The Origins of Focus Groups
Before the 1940s, market research mostly meant collecting statistics. Businesses relied on surveys and purchase data to measure consumption. But during World War II, sociologists Robert Merton and Paul Lazarsfeld wanted to understand something new: how people were reacting to wartime propaganda.
Instead of simply polling thousands of citizens, they interviewed smaller groups and encouraged open-ended discussions. These sessions revealed not just what people thought, but why they thought it.
Later, advertising experts saw the potential in this approach. Austrian-born psychologist Ernest Dichter, who later coined the term focus group, helped bring this method into mainstream marketing.
A Shift to Qualitative Research
Focus groups weren’t about producing statistics. Instead, they explored the nature of people’s thoughts, preferences, and hidden motivations. Businesses began to use them as a way to generate new ideas, discover untapped consumer desires, and understand habits on a more personal level.
For example, researchers once learned that women often had more say than men in choosing a family car—something carmakers had overlooked. As a result, Chrysler shifted its marketing to appeal directly to women. Ernest Dichter himself ran focus groups for Mattel, which revealed what young girls wanted in a doll. The outcome was the creation of the iconic Barbie.
How a Focus Group Works
Running a focus group requires careful planning. Companies typically gather six to ten participants who fit specific criteria. These might be:
- Mothers with children of a certain age.
- Teenagers planning to buy a phone soon.
Recruiters often manage lists of people willing to participate in exchange for payment or rewards.

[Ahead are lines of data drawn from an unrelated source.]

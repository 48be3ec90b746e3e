pub mod auth;
pub mod profile;
pub mod schools;
pub mod students;

pub use self::auth::{LoginForm, RegistrationForm};
pub use self::profile::ProfileEditor;
pub use self::schools::SchoolRegistrationWizard;
pub use self::students::{StudentProfileView, StudentRoster};
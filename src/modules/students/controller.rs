//! Student roster and single-student views.

use anyhow::anyhow;
use edulink_core::AppError;
use edulink_models::Student;

use super::service::StudentService;
use crate::router::SubmitError;
use crate::state::AppState;

pub const FAILED_TO_FETCH_STUDENTS: &str = "Failed to fetch students";
pub const STUDENT_NOT_FOUND: &str = "Student not found";

#[derive(Debug, Clone, Default, PartialEq)]
enum RosterState {
    #[default]
    Loading,
    Loaded(Vec<Student>),
    Failed(String),
}

/// The list of students. Starts loading; a failed fetch keeps its message until the next load.
#[derive(Debug, Default)]
pub struct StudentRoster {
    state: RosterState,
}

impl StudentRoster {
    pub fn new() -> Self {
        Self::default()
    }

    pub async fn load(&mut self, state: &AppState) -> Result<&[Student], SubmitError> {
        self.state = RosterState::Loading;

        match StudentService::list(state.gateway.as_ref()).await {
            Ok(students) => {
                self.state = RosterState::Loaded(students);
                Ok(self.students())
            }
            Err(error) => {
                self.state = RosterState::Failed(FAILED_TO_FETCH_STUDENTS.to_string());
                Err(SubmitError::new(FAILED_TO_FETCH_STUDENTS, error))
            }
        }
    }

    pub fn is_loading(&self) -> bool {
        self.state == RosterState::Loading
    }

    /// `true` only once a fetch succeeded with no rows.
    pub fn is_empty(&self) -> bool {
        matches!(&self.state, RosterState::Loaded(students) if students.is_empty())
    }

    pub fn students(&self) -> &[Student] {
        match &self.state {
            RosterState::Loaded(students) => students,
            _ => &[],
        }
    }

    pub fn error(&self) -> Option<&str> {
        match &self.state {
            RosterState::Failed(message) => Some(message),
            _ => None,
        }
    }
}

/// One student's profile, fetched by ID.
#[derive(Debug, Default)]
pub struct StudentProfileView {
    student: Option<Student>,
}

impl StudentProfileView {
    pub fn new() -> Self {
        Self::default()
    }

    pub async fn load(&mut self, state: &AppState, id: &str) -> Result<&Student, SubmitError> {
        self.student = None;

        let student = StudentService::get(state.gateway.as_ref(), id)
            .await
            .map_err(|error| SubmitError::new(FAILED_TO_FETCH_STUDENTS, error))?
            .ok_or_else(|| {
                SubmitError::new(
                    STUDENT_NOT_FOUND,
                    AppError::bad_request(anyhow!("No student with ID {}", id.trim())),
                )
            })?;

        Ok(self.student.insert(student))
    }

    pub fn student(&self) -> Option<&Student> {
        self.student.as_ref()
    }
}
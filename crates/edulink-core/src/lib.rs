//! # Edulink Core
//!
//! Core types, errors, and validation rules for the Edulink client.
//!
//! This crate provides foundational types used throughout the application:
//!
//! - [`errors`]: Application error type shared by every flow
//! - [`password`]: Password complexity rule
//! - [`subdomain`]: School subdomain character rule
//! - [`validation`]: Per-field error collection and the shape-then-refine pipeline
//! - [`serde`]: Custom serde deserialization helpers
//!
//! # Example
//!
//! ```ignore
//! use edulink_core::errors::AppError;
//! use edulink_core::password::meets_complexity;
//!
//! assert!(meets_complexity("Abc12345"));
//!
//! let error = AppError::storage(anyhow::anyhow!("disk full"));
//! ```

pub mod errors;
pub mod password;
pub mod serde;
pub mod subdomain;
pub mod validation;

// Re-export commonly used types at crate root
pub use errors::{AppError, ErrorKind};
pub use password::meets_complexity;
pub use validation::{FieldErrors, Refine, validate_with};
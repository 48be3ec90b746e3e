use serde::{Deserialize, Deserializer};

/// Treats a missing, `null`, empty or whitespace-only string as `None`.
pub fn deserialize_blank_as_none<'de, D>(deserializer: D) -> Result<Option<String>, D::Error>
where
    D: Deserializer<'de>,
{
    let opt: Option<String> = Option::deserialize(deserializer)?;
    match opt {
        Some(s) if s.trim().is_empty() => Ok(None),
        other => Ok(other),
    }
}

/// Accepts a JSON string or number and keeps its text. Row IDs and decimals arrive as either,
/// depending on the backend.
pub fn deserialize_string_or_number<'de, D>(deserializer: D) -> Result<String, D::Error>
where
    D: Deserializer<'de>,
{
    #[derive(Deserialize)]
    #[serde(untagged)]
    enum Raw {
        Text(String),
        Integer(i64),
        Float(f64),
    }

    Ok(match Raw::deserialize(deserializer)? {
        Raw::Text(s) => s,
        Raw::Integer(n) => n.to_string(),
        Raw::Float(n) => n.to_string(),
    })
}

/// Like [`deserialize_string_or_number`], with `null` and blanks as `None`.
pub fn deserialize_optional_string_or_number<'de, D>(
    deserializer: D,
) -> Result<Option<String>, D::Error>
where
    D: Deserializer<'de>,
{
    #[derive(Deserialize)]
    struct Wrapper(#[serde(deserialize_with = "deserialize_string_or_number")] String);

    let opt: Option<Wrapper> = Option::deserialize(deserializer)?;
    Ok(opt.map(|w| w.0).filter(|s| !s.trim().is_empty()))
}

#[cfg(test)]
mod tests {
    use super::*;
    use serde::Deserialize;

    #[derive(Deserialize)]
    struct Record {
        #[serde(default, deserialize_with = "deserialize_blank_as_none")]
        value: Option<String>,
    }

    #[test]
    fn test_blank_values_become_none() {
        let r: Record = serde_json::from_str(r#"{"value": "  "}"#).unwrap();
        assert!(r.value.is_none());

        let r: Record = serde_json::from_str(r#"{"value": null}"#).unwrap();
        assert!(r.value.is_none());

        let r: Record = serde_json::from_str(r#"{}"#).unwrap();
        assert!(r.value.is_none());

        let r: Record = serde_json::from_str(r#"{"value": "Ada"}"#).unwrap();
        assert_eq!(r.value.as_deref(), Some("Ada"));
    }

    #[derive(Deserialize)]
    struct Row {
        #[serde(deserialize_with = "deserialize_string_or_number")]
        id: String,
        #[serde(default, deserialize_with = "deserialize_optional_string_or_number")]
        gpa: Option<String>,
    }

    #[test]
    fn test_ids_accept_strings_and_numbers() {
        let r: Row = serde_json::from_str(r#"{"id": 42, "gpa": "3.50"}"#).unwrap();
        assert_eq!(r.id, "42");
        assert_eq!(r.gpa.as_deref(), Some("3.50"));

        let r: Row = serde_json::from_str(r#"{"id": "s-1", "gpa": 3.5}"#).unwrap();
        assert_eq!(r.id, "s-1");
        assert_eq!(r.gpa.as_deref(), Some("3.5"));

        let r: Row = serde_json::from_str(r#"{"id": 7, "gpa": null}"#).unwrap();
        assert!(r.gpa.is_none());

        assert!(serde_json::from_str::<Row>(r#"{"id": true}"#).is_err());
    }
}
//! Authentication models: the sign-in form, sessions returned by the auth service, and the
//! metadata bag attached to new accounts.

use std::collections::BTreeMap;
use std::fmt;

use serde::{Deserialize, Serialize};
use validator::Validate;

use crate::roles::Role;

#[derive(Clone, Default, Deserialize, Serialize, Validate)]
#[serde(rename_all = "camelCase", default)]
pub struct LoginRequest {
    #[validate(email(message = "Invalid email address"))]
    pub email: String,
    #[validate(length(min = 8, message = "Password must be at least 8 characters"))]
    pub password: String,
    pub remember_me: bool,
}

impl fmt::Debug for LoginRequest {
    fn fmt(&self, f: &mut fmt::Formatter<'_>) -> fmt::Result {
        f.debug_struct("LoginRequest")
            .field("email", &self.email)
            .field("remember_me", &self.remember_me)
            .finish_non_exhaustive()
    }
}

/// Opaque key/value attributes stored with a new account (role and role-specific fields).
#[derive(Debug, Clone, Default, PartialEq, Eq, Serialize, Deserialize)]
#[serde(transparent)]
pub struct SignUpMetadata(BTreeMap<String, String>);

impl SignUpMetadata {
    pub fn new(role: Role) -> Self {
        let mut metadata = Self::default();
        metadata.insert("role", role.as_str());
        metadata
    }

    pub fn insert(&mut self, key: impl Into<String>, value: impl Into<String>) {
        self.0.insert(key.into(), value.into());
    }

    pub fn with(mut self, key: impl Into<String>, value: impl Into<String>) -> Self {
        self.insert(key, value);
        self
    }

    pub fn get(&self, key: &str) -> Option<&str> {
        self.0.get(key).map(String::as_str)
    }

    pub fn role(&self) -> Option<Role> {
        self.get("role").and_then(|r| r.parse().ok())
    }

    pub fn iter(&self) -> impl Iterator<Item = (&str, &str)> {
        self.0.iter().map(|(k, v)| (k.as_str(), v.as_str()))
    }
}

/// An account as reported by the auth service.
#[derive(Debug, Clone, PartialEq, Serialize, Deserialize)]
pub struct GatewayUser {
    pub id: String,
    #[serde(default)]
    pub email: Option<String>,
    #[serde(default)]
    pub user_metadata: BTreeMap<String, serde_json::Value>,
}

impl GatewayUser {
    pub fn role(&self) -> Option<Role> {
        self.user_metadata
            .get("role")
            .and_then(|r| r.as_str())
            .and_then(|r| r.parse().ok())
    }
}

#[derive(Clone, PartialEq, Serialize, Deserialize)]
pub struct Session {
    pub access_token: String,
    #[serde(default)]
    pub refresh_token: Option<String>,
    pub user: GatewayUser,
}

impl fmt::Debug for Session {
    fn fmt(&self, f: &mut fmt::Formatter<'_>) -> fmt::Result {
        f.debug_struct("Session")
            .field("access_token", &"***")
            .field("user", &self.user)
            .finish_non_exhaustive()
    }
}

#[cfg(test)]
mod tests {
    use super::*;

    #[test]
    fn test_login_request_validation() {
        let valid = LoginRequest {
            email: "ada@example.com".to_string(),
            password: "password123".to_string(),
            remember_me: false,
        };
        assert!(valid.validate().is_ok());

        let invalid = LoginRequest {
            email: "not-an-email".to_string(),
            password: "short".to_string(),
            remember_me: true,
        };
        let errors = invalid.validate().unwrap_err();
        assert_eq!(errors.field_errors().len(), 2);
    }

    #[test]
    fn test_login_request_debug_hides_password() {
        let request = LoginRequest {
            email: "ada@example.com".to_string(),
            password: "Sup3rSecret".to_string(),
            remember_me: true,
        };
        assert!(!format!("{:?}", request).contains("Sup3rSecret"));
    }

    #[test]
    fn test_metadata_carries_role() {
        let metadata = SignUpMetadata::new(Role::Teacher).with("subjects", "Math");
        assert_eq!(metadata.role(), Some(Role::Teacher));
        assert_eq!(metadata.get("subjects"), Some("Math"));

        let json = serde_json::to_value(&metadata).unwrap();
        assert_eq!(json["role"], "teacher");
    }

    #[test]
    fn test_session_deserializes_without_refresh_token() {
        let session: Session = serde_json::from_str(
            r#"{"access_token":"tok","user":{"id":"u1","email":"a@b.co"}}"#,
        )
        .unwrap();
        assert_eq!(session.user.id, "u1");
        assert!(session.refresh_token.is_none());
        assert!(session.user.role().is_none());
        assert!(!format!("{:?}", session).contains("\"tok\""));
    }
}
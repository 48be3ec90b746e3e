//! # Edulink
//!
//! Client core and terminal front end for a multi-role school management service.
//!
//! ## Overview
//!
//! Students, teachers and parents create accounts through a role-conditional registration form;
//! schools register through a three-step wizard that also creates their administrator. Accounts
//! and school records live in a hosted auth/database service; the signed-up user's profile is
//! kept on the device and can be viewed and edited offline. The school's student roster is read
//! from the same service.
//!
//! ## Architecture
//!
//! ```text
//! src/
//! ├── cli/              # clap subcommands and dialoguer prompts
//! ├── modules/          # Feature modules
//! │   ├── auth/        # Account registration and sign-in forms
//! │   ├── schools/     # School registration wizard
//! │   ├── profile/     # Profile view and editor
//! │   └── students/    # Student roster and student profiles
//! ├── logging.rs        # Tracing subscriber setup
//! ├── router.rs         # Routes and notices returned by form submits
//! ├── state.rs          # Shared application state
//! └── validator.rs      # Validated form values
//! crates/
//! ├── edulink-core/     # Errors and validation rules
//! ├── edulink-config/   # Environment configuration
//! ├── edulink-models/   # Form schemas and records
//! ├── edulink-storage/  # Local key-value storage and the profile store
//! └── edulink-gateway/  # Auth/persistence backend client
//! ```
//!
//! Each feature module follows the same structure:
//!
//! - `mod.rs`: Module exports
//! - `controller.rs`: Form state and submit handling
//! - `service.rs`: Calls to the gateway and the profile store
//!
//! ## Submitting a form
//!
//! 1. The form builds its input and validates it: per-field checks first, then cross-field
//!    refinements (password confirmation, parent → registered student).
//! 2. Validation failures are recorded per field; nothing is sent.
//! 3. The service calls the gateway, then writes through to local storage.
//! 4. The submit returns a notice and the route to move to.
//!
//! ## Quick Start
//!
//! ```bash
//! SUPABASE_URL=https://your-project.supabase.co
//! SUPABASE_ANON_KEY=your-anon-key
//! EDULINK_DATA_DIR=.edulink
//! ```
//!
//! ```bash
//! cargo run -- register --role parent
//! cargo run -- register-school
//! cargo run -- login
//! cargo run -- profile show
//! cargo run -- students list
//! cargo run -- students show 12
//! ```
//!
//! ## Modules
//!
//! - [`cli`]: Terminal front end
//! - [`logging`]: Tracing setup
//! - [`modules`]: Feature modules (auth, schools, profile, students)
//! - [`router`]: Routes, notices and submit outcomes
//! - [`state`]: Shared application state
//! - [`validator`]: Validated form values

pub mod cli;
pub mod logging;
pub mod modules;
pub mod router;
pub mod state;
pub mod validator;

// Re-export workspace crates for convenience
pub use edulink_config;
pub use edulink_core;
pub use edulink_gateway;
pub use edulink_models;
pub use edulink_storage;
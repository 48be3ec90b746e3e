//! Supabase implementation of [`AuthGateway`].
//!
//! Speaks the GoTrue auth endpoints and the PostgREST table endpoints of one project:
//!
//! - `POST /auth/v1/signup`
//! - `POST /auth/v1/token?grant_type=password`
//! - `POST /rest/v1/{table}` with `Prefer: return=representation`
//! - `GET /rest/v1/{table}?select=*&{column}=eq.{value}`
//!
//! Every request carries the project's `apikey`. The bearer token is the signed-in session's
//! access token, or the anon key when nobody is signed in.

use std::sync::{PoisonError, RwLock};

use edulink_config::GatewayConfig;
use edulink_models::{GatewayUser, Session, SignUpMetadata};
use reqwest::{RequestBuilder, StatusCode};
use serde_json::{Value, json};
use tracing::{debug, info, warn};

use crate::{AuthGateway, GatewayError, GatewayFuture, InsertedRecord, Row};

pub struct SupabaseGateway {
    client: reqwest::Client,
    config: GatewayConfig,
    session: RwLock<Option<Session>>,
}

impl std::fmt::Debug for SupabaseGateway {
    fn fmt(&self, f: &mut std::fmt::Formatter<'_>) -> std::fmt::Result {
        f.debug_struct("SupabaseGateway")
            .field("config", &self.config)
            .finish_non_exhaustive()
    }
}

impl SupabaseGateway {
    pub fn new(config: GatewayConfig) -> Result<Self, GatewayError> {
        let client = reqwest::Client::builder()
            .timeout(config.timeout())
            .build()?;

        Ok(Self {
            client,
            config,
            session: RwLock::new(None),
        })
    }

    pub fn config(&self) -> &GatewayConfig {
        &self.config
    }

    fn bearer_token(&self) -> String {
        self.session
            .read()
            .unwrap_or_else(PoisonError::into_inner)
            .as_ref()
            .map(|s| s.access_token.clone())
            .unwrap_or_else(|| self.config.anon_key.clone())
    }

    fn store_session(&self, session: Session) {
        *self.session.write().unwrap_or_else(PoisonError::into_inner) = Some(session);
    }

    async fn post(
        &self,
        path: &str,
        body: &Value,
        prefer: Option<&str>,
    ) -> Result<Value, GatewayError> {
        let url = self.config.endpoint(path);
        let mut request = self
            .client
            .post(&url)
            .header("apikey", &self.config.anon_key)
            .bearer_auth(self.bearer_token())
            .json(body);

        if let Some(prefer) = prefer {
            request = request.header("Prefer", prefer);
        }

        self.send(&url, request).await
    }

    async fn get(&self, path: &str, query: &[(String, String)]) -> Result<Value, GatewayError> {
        let url = self.config.endpoint(path);
        let request = self
            .client
            .get(&url)
            .header("apikey", &self.config.anon_key)
            .bearer_auth(self.bearer_token())
            .query(query);

        self.send(&url, request).await
    }

    async fn send(&self, url: &str, request: RequestBuilder) -> Result<Value, GatewayError> {
        let response = request.send().await?;
        let status = response.status();
        let text = response.text().await?;

        if !status.is_success() {
            let message = error_message(status, &text);
            warn!(%url, status = status.as_u16(), %message, "Gateway request rejected");
            return Err(GatewayError::api(status.as_u16(), message));
        }

        if text.trim().is_empty() {
            return Ok(Value::Null);
        }

        serde_json::from_str(&text).map_err(|e| GatewayError::Decode(e.to_string()))
    }
}

impl AuthGateway for SupabaseGateway {
    fn sign_up<'a>(
        &'a self,
        email: &'a str,
        password: &'a str,
        metadata: &'a SignUpMetadata,
    ) -> GatewayFuture<'a, GatewayUser> {
        Box::pin(async move {
            let body = json!({
                "email": email,
                "password": password,
                "data": metadata,
            });
            let response = self.post("auth/v1/signup", &body, None).await?;

            let (user, session) = parse_sign_up(response)?;
            if let Some(session) = session {
                debug!("Sign-up returned a session");
                self.store_session(session);
            }

            info!(user_id = %user.id, "Account created");
            Ok(user)
        })
    }

    fn sign_in_with_password<'a>(
        &'a self,
        email: &'a str,
        password: &'a str,
    ) -> GatewayFuture<'a, Session> {
        Box::pin(async move {
            let body = json!({ "email": email, "password": password });
            let response = self
                .post("auth/v1/token?grant_type=password", &body, None)
                .await?;

            let session: Session = serde_json::from_value(response)
                .map_err(|e| GatewayError::Decode(e.to_string()))?;
            self.store_session(session.clone());

            info!(user_id = %session.user.id, "Signed in");
            Ok(session)
        })
    }

    fn get_session(&self) -> GatewayFuture<'_, Option<Session>> {
        Box::pin(async move {
            Ok(self
                .session
                .read()
                .unwrap_or_else(PoisonError::into_inner)
                .clone())
        })
    }

    fn insert<'a>(
        &'a self,
        table: &'a str,
        record: &'a Value,
    ) -> GatewayFuture<'a, InsertedRecord> {
        Box::pin(async move {
            let path = format!("rest/v1/{}", table);
            let response = self
                .post(&path, record, Some("return=representation"))
                .await?;

            let inserted = parse_inserted(table, response)?;
            debug!(table, id = %inserted.id, "Row inserted");
            Ok(inserted)
        })
    }

    fn select<'a>(
        &'a self,
        table: &'a str,
        filters: &'a [(&'a str, &'a str)],
    ) -> GatewayFuture<'a, Vec<Row>> {
        Box::pin(async move {
            let path = format!("rest/v1/{}", table);
            let response = self.get(&path, &select_query(filters)).await?;

            let rows = parse_rows(table, response)?;
            debug!(table, count = rows.len(), "Rows fetched");
            Ok(rows)
        })
    }
}

/// Pulls a readable message out of an error body. GoTrue uses `msg` or `error_description`,
/// PostgREST uses `message`.
fn error_message(status: StatusCode, body: &str) -> String {
    let parsed: Option<Value> = serde_json::from_str(body).ok();
    let from_body = parsed.as_ref().and_then(|value| {
        ["msg", "error_description", "message", "error"]
            .iter()
            .find_map(|key| value.get(*key).and_then(Value::as_str))
            .map(str::to_string)
    });

    from_body
        .filter(|m| !m.trim().is_empty())
        .unwrap_or_else(|| {
            status
                .canonical_reason()
                .unwrap_or("Unknown error")
                .to_string()
        })
}

/// Sign-up answers with the bare user when email confirmation is on, and with a full session
/// when it is off.
fn parse_sign_up(response: Value) -> Result<(GatewayUser, Option<Session>), GatewayError> {
    if response.get("access_token").is_some() {
        let session: Session =
            serde_json::from_value(response).map_err(|e| GatewayError::Decode(e.to_string()))?;
        return Ok((session.user.clone(), Some(session)));
    }

    if response.get("id").is_some() {
        let user: GatewayUser =
            serde_json::from_value(response).map_err(|e| GatewayError::Decode(e.to_string()))?;
        return Ok((user, None));
    }

    Err(GatewayError::MissingUser)
}

/// PostgREST returns the inserted rows as an array.
fn parse_inserted(table: &str, response: Value) -> Result<InsertedRecord, GatewayError> {
    let record = match response {
        Value::Array(rows) => rows.into_iter().next(),
        object @ Value::Object(_) => Some(object),
        _ => None,
    }
    .ok_or_else(|| GatewayError::EmptyInsert(table.to_string()))?;

    let id = match record.get("id") {
        Some(Value::String(id)) => id.clone(),
        Some(Value::Number(id)) => id.to_string(),
        _ => return Err(GatewayError::EmptyInsert(table.to_string())),
    };

    Ok(InsertedRecord { id, record })
}

/// PostgREST query string: every column, filtered by equality.
fn select_query(filters: &[(&str, &str)]) -> Vec<(String, String)> {
    let mut query = vec![("select".to_string(), "*".to_string())];
    query.extend(
        filters
            .iter()
            .map(|(column, value)| (column.to_string(), format!("eq.{}", value))),
    );
    query
}

fn parse_rows(table: &str, response: Value) -> Result<Vec<Row>, GatewayError> {
    match response {
        Value::Array(rows) => Ok(rows),
        Value::Null => Ok(Vec::new()),
        other => Err(GatewayError::Decode(format!(
            "expected rows from {}, got {}",
            table, other
        ))),
    }
}

#[cfg(test)]
mod tests {
    use super::*;

    #[test]
    fn test_error_message_prefers_body_fields() {
        assert_eq!(
            error_message(
                StatusCode::BAD_REQUEST,
                r#"{"error":"invalid_grant","error_description":"Invalid login credentials"}"#
            ),
            "Invalid login credentials"
        );
        assert_eq!(
            error_message(StatusCode::UNPROCESSABLE_ENTITY, r#"{"msg":"User already registered"}"#),
            "User already registered"
        );
        assert_eq!(
            error_message(
                StatusCode::CONFLICT,
                r#"{"code":"23505","message":"duplicate key value violates unique constraint"}"#
            ),
            "duplicate key value violates unique constraint"
        );
    }

    #[test]
    fn test_error_message_falls_back_to_status() {
        assert_eq!(
            error_message(StatusCode::BAD_GATEWAY, "<html>oops</html>"),
            "Bad Gateway"
        );
        assert_eq!(
            error_message(StatusCode::INTERNAL_SERVER_ERROR, r#"{"msg":""}"#),
            "Internal Server Error"
        );
    }

    #[test]
    fn test_parse_sign_up_user_only() {
        let (user, session) = parse_sign_up(json!({
            "id": "u1",
            "email": "ada@example.com",
            "user_metadata": { "role": "student", "first_name": "Ada" }
        }))
        .unwrap();

        assert_eq!(user.id, "u1");
        assert_eq!(user.role(), Some(edulink_models::Role::Student));
        assert!(session.is_none());
    }

    #[test]
    fn test_parse_sign_up_with_session() {
        let (user, session) = parse_sign_up(json!({
            "access_token": "token",
            "refresh_token": "refresh",
            "user": { "id": "u2", "email": "grace@cedar.edu" }
        }))
        .unwrap();

        assert_eq!(user.id, "u2");
        assert_eq!(session.unwrap().access_token, "token");
    }

    #[test]
    fn test_parse_sign_up_without_user() {
        assert!(matches!(
            parse_sign_up(json!({})),
            Err(GatewayError::MissingUser)
        ));
    }

    #[test]
    fn test_parse_inserted() {
        let inserted = parse_inserted(
            "schools",
            json!([{ "id": "s1", "name": "Cedar Academy" }]),
        )
        .unwrap();
        assert_eq!(inserted.id, "s1");
        assert_eq!(inserted.record["name"], "Cedar Academy");

        let numeric = parse_inserted("school_admins", json!([{ "id": 7 }])).unwrap();
        assert_eq!(numeric.id, "7");

        assert!(matches!(
            parse_inserted("schools", json!([])),
            Err(GatewayError::EmptyInsert(table)) if table == "schools"
        ));
    }

    #[test]
    fn test_select_query_filters_by_equality() {
        assert_eq!(
            select_query(&[("id", "42")]),
            vec![
                ("select".to_string(), "*".to_string()),
                ("id".to_string(), "eq.42".to_string()),
            ]
        );
        assert_eq!(select_query(&[]).len(), 1);
    }

    #[test]
    fn test_parse_rows() {
        let rows = parse_rows("students", json!([{ "id": 1 }, { "id": 2 }])).unwrap();
        assert_eq!(rows.len(), 2);

        assert!(parse_rows("students", Value::Null).unwrap().is_empty());
        assert!(matches!(
            parse_rows("students", json!({ "id": 1 })),
            Err(GatewayError::Decode(_))
        ));
    }

    #[tokio::test]
    async fn test_new_gateway_has_no_session() {
        let gateway = SupabaseGateway::new(GatewayConfig::default()).unwrap();
        assert!(gateway.get_session().await.unwrap().is_none());
        assert_eq!(gateway.bearer_token(), "");
    }
}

Once inside the session, a moderator leads the discussion. Participants may be asked to react to a product, an advertisement, or even perform creative tasks—like imagining what kind of animal a brand would be in a zoo. These unusual exercises often reveal deeper emotions and perceptions that straightforward questions miss.

Variations and Methods
Focus groups don’t always follow one format. Some sessions use multiple moderators who take opposing stances to spark debate. In other cases, a researcher might join secretly as a participant to see how group dynamics shape answers.
Often, researchers watch the process through a one-way mirror to observe without interfering. The design of a focus group is flexible, but the ultimate goal remains the same: to understand consumer behavior more deeply.
The Limitations of Focus Groups
As valuable as focus groups can be, they aren’t perfect. One of the biggest challenges is observer interference. People behave differently when they know they’re being studied. Their answers may also be swayed by social pressure from the group.
On top of that, focus groups usually involve small groups of people, which makes it hard to generalize the results. For that reason, insights from focus groups are often followed up with experiments and large-scale data gathering. This helps companies figure out how many customers share the same opinions and what price points they would accept.
Why They Still Matter
Even as technology transforms how businesses study customers, focus groups have largely stayed the same. They provide something that statistics and algorithms can’t replace: genuine human interaction. Sometimes, the best way to uncover consumer truth is still to sit people down, ask questions, and listen closely to what they have to say.